Abstract
The reduction of dioxygen (O2) to water (H2O) or hydrogen peroxide (H2O2) has importance in biological systems, oxidative functionalization reactions, and fuel cells. Herein, the synthesis and electrocatalytic reduction of dioxygen by a molecular manganese (III) complex with a tetradentate dianionic bipyridine-based ligand is described. This complex is competent for the reduction of dioxygen to H2O2 with 81±4% Faradaic efficiency. To understand the mechanism in greater deatil, spectrochemical stopped-flow and electrochemical techniques were employed to examine the catalytic rate law and kinetic reaction parameters. Under electrochemical conditions, the catalyst produces H2O2 by an ECEC mechanism, with a strong dependence on the pKa of the proton donor. Under spectrochemical conditions, where the homogeneous reductant decamethylferrocene is used, H2O2 is instead produced via a disproportionation pathway, which does not show a strong acid dependence. Using this Mn-based electrocatalyst with p-benzoquinone (BQ) as an electron-proton transfer mediator (EPTM) precursor for oxygen reduction with 2,2,2-trifluoroethanol (TFE-OH) present as a weak Brønsted acid, quantitative selectivities for the four-electron/four proton reduction product H2O are observed.
Alternatively, the electrocatalytic reduction of CO2 by an earth abundant transition metal catalyst continues to represent an appealing method for addressing global climate change.
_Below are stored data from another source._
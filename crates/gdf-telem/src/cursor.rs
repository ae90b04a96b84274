/// Sequential byte and bit-field access over an in-memory buffer.
///
/// [`ByteCursor`] is the read side: fixed-width integers and spans are parsed with `nom`, and
/// sub-byte fields are read MSB-first with a bit offset that persists between calls. A byte-wide
/// read that follows a partially consumed byte skips the remaining bits of that byte first.
/// [`ByteWriter`] mirrors the same layout rules for encoding.
use nom::{
    bits::complete::take as take_bits,
    bytes::complete::take,
    number::complete::{be_i32, be_u32, le_i32, le_u32, u8 as take_u8},
    IResult,
};

use crate::{Error, GdfResult};

/// Byte order of a multi-byte field.
#[derive(Debug, Clone, Copy, PartialEq, Eq)]
pub enum Endian {
    Big,
    Little,
}

type BitInput<'a> = (&'a [u8], usize);

/// Forward-only reader. Position never moves backwards.
#[derive(Debug)]
pub struct ByteCursor<'a> {
    buf: &'a [u8],
    pos: usize,
    bit_offset: usize,
}

impl<'a> ByteCursor<'a> {
    pub fn new(buf: &'a [u8]) -> Self {
        Self {
            buf,
            pos: 0,
            bit_offset: 0,
        }
    }

    /// Index of the byte the next read starts in.
    pub fn position(&self) -> usize {
        self.pos
    }

    /// Bits already consumed from the byte at [`Self::position`].
    pub fn bit_offset(&self) -> usize {
        self.bit_offset
    }

    /// Whole bytes not yet touched by any read.
    pub fn remaining(&self) -> usize {
        let partial = usize::from(self.bit_offset != 0);
        self.buf.len().saturating_sub(self.pos + partial)
    }

    pub fn is_exhausted(&self) -> bool {
        self.remaining() == 0
    }

    fn align(&mut self) {
        if self.bit_offset != 0 {
            self.pos += 1;
            self.bit_offset = 0;
        }
    }

    fn parse<T>(
        &mut self,
        width: usize,
        parser: impl FnOnce(&'a [u8]) -> IResult<&'a [u8], T>,
    ) -> GdfResult<T> {
        self.align();
        let buf = self.buf;
        let input = &buf[self.pos..];
        match parser(input) {
            Ok((rest, value)) => {
                self.pos = self.buf.len() - rest.len();
                Ok(value)
            }
            Err(_) => Err(Error::UnexpectedEndOfInput {
                offset: self.pos,
                needed: width.saturating_sub(input.len()).max(1),
            }),
        }
    }

    pub fn read_u8(&mut self) -> GdfResult<u8> {
        self.parse(1, take_u8)
    }

    pub fn read_u32(&mut self, endian: Endian) -> GdfResult<u32> {
        match endian {
            Endian::Big => self.parse(4, be_u32),
            Endian::Little => self.parse(4, le_u32),
        }
    }

    pub fn read_i32(&mut self, endian: Endian) -> GdfResult<i32> {
        match endian {
            Endian::Big => self.parse(4, be_i32),
            Endian::Little => self.parse(4, le_i32),
        }
    }

    /// Borrow the next `len` bytes.
    pub fn read_bytes(&mut self, len: usize) -> GdfResult<&'a [u8]> {
        self.parse(len, take(len))
    }

    /// Read a fixed-length span into an owned array.
    pub fn read_array<const N: usize>(&mut self) -> GdfResult<[u8; N]> {
        let bytes = self.read_bytes(N)?;
        let mut out = [0u8; N];
        out.copy_from_slice(bytes);
        Ok(out)
    }

    /// Read an unsigned field of `count` bits (1..=8), most significant bit first.
    pub fn read_bits(&mut self, count: usize) -> GdfResult<u8> {
        if !(1..=8).contains(&count) {
            return Err(Error::OutOfRange(format!("bit field width {count}")));
        }
        let buf = self.buf;
        let input: BitInput<'a> = (&buf[self.pos..], self.bit_offset);
        let res: IResult<BitInput<'a>, u8, nom::error::Error<BitInput<'a>>> =
            take_bits(count)(input);
        match res {
            Ok(((rest, bit_offset), value)) => {
                self.pos = self.buf.len() - rest.len();
                self.bit_offset = bit_offset;
                Ok(value)
            }
            Err(_) => Err(Error::UnexpectedEndOfInput {
                offset: self.pos,
                needed: 1,
            }),
        }
    }
}

/// Append-only writer producing the layout [`ByteCursor`] reads.
#[derive(Debug, Default)]
pub struct ByteWriter {
    buf: Vec<u8>,
    bit_offset: usize,
}

impl ByteWriter {
    pub fn new() -> Self {
        Self::default()
    }

    pub fn len(&self) -> usize {
        self.buf.len()
    }

    pub fn is_empty(&self) -> bool {
        self.buf.is_empty()
    }

    pub fn as_bytes(&self) -> &[u8] {
        &self.buf
    }

    pub fn into_bytes(self) -> Vec<u8> {
        self.buf
    }

    pub fn write_u8(&mut self, value: u8) {
        self.bit_offset = 0;
        self.buf.push(value);
    }

    pub fn write_u32(&mut self, value: u32, endian: Endian) {
        let bytes = match endian {
            Endian::Big => value.to_be_bytes(),
            Endian::Little => value.to_le_bytes(),
        };
        self.write_bytes(&bytes);
    }

    pub fn write_i32(&mut self, value: i32, endian: Endian) {
        let bytes = match endian {
            Endian::Big => value.to_be_bytes(),
            Endian::Little => value.to_le_bytes(),
        };
        self.write_bytes(&bytes);
    }

    pub fn write_bytes(&mut self, bytes: &[u8]) {
        self.bit_offset = 0;
        self.buf.extend_from_slice(bytes);
    }

    /// Write the low `count` bits of `value`, most significant first.
    pub fn write_bits(&mut self, value: u8, count: usize) -> GdfResult<()> {
        if !(1..=8).contains(&count) {
            return Err(Error::OutOfRange(format!("bit field width {count}")));
        }
        if count < 8 && value >> count != 0 {
            return Err(Error::OutOfRange(format!(
                "{value} does not fit in {count} bits"
            )));
        }
        for i in (0..count).rev() {
            if self.bit_offset == 0 {
                self.buf.push(0);
            }
            let bit = (value >> i) & 1;
            if let Some(last) = self.buf.last_mut() {
                *last |= bit << (7 - self.bit_offset);
            }
            self.bit_offset = (self.bit_offset + 1) % 8;
        }
        Ok(())
    }
}
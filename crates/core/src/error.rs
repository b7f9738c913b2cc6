//! Error types for the host-side helpers.
//!
//! The normalization transform itself is total and never returns these.

use thiserror::Error;

/// Result type alias using our Error type.
pub type Result<T> = std::result::Result<T, Error>;

/// Recoverable conditions a host reports to the user.
#[derive(Error, Debug)]
pub enum Error {
    /// Failed to open or read the input file.
    #[error("Error reading file: {0}")]
    IoError(#[from] std::io::Error),

    /// Nothing but whitespace was submitted for processing.
    #[error("Please enter some text to process")]
    EmptyInput,

    /// The file is neither typed as text nor named `*.txt`.
    #[error("Unsupported file {0}: please select a text file (.txt)")]
    UnsupportedFile(String),

    /// A mode name that is not one of the three known modes.
    #[error("Unknown format mode: {0}")]
    UnknownMode(String),
}

impl Error {
    /// Short message suitable for a notification.
    pub fn user_message(&self) -> &'static str {
        match self {
            Error::IoError(_) => "Error reading file",
            Error::EmptyInput => "Please enter some text to process",
            Error::UnsupportedFile(_) => "Please select a text file (.txt)",
            Error::UnknownMode(_) => "Please choose a valid format option",
        }
    }
}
Herein, a molecular chromium complex with a 2,2′-bipyridine-based ligand capable of selectively transforming CO2 into CO with phenol as a sacrificial proton donor at turnover frequencies of 5.7±0.1 s–1 with high Faradaic efficiency (96±8%) and low overpotential (110 mV) is described. Utilizing a mediator, dibenzothiophene-5,5-dioxide (DBTD), can enhance the reactivity of this Cr complex and also enable new catalytic reactivity where the electrocatalytic reduction of CO2 to CO can be carried out, by the Cr complex and DBTD, in the absence of an added proton donor. The catalytic mechanism was analyzed through chemical and electrochemical experiments, as well as through computational DFT analyses.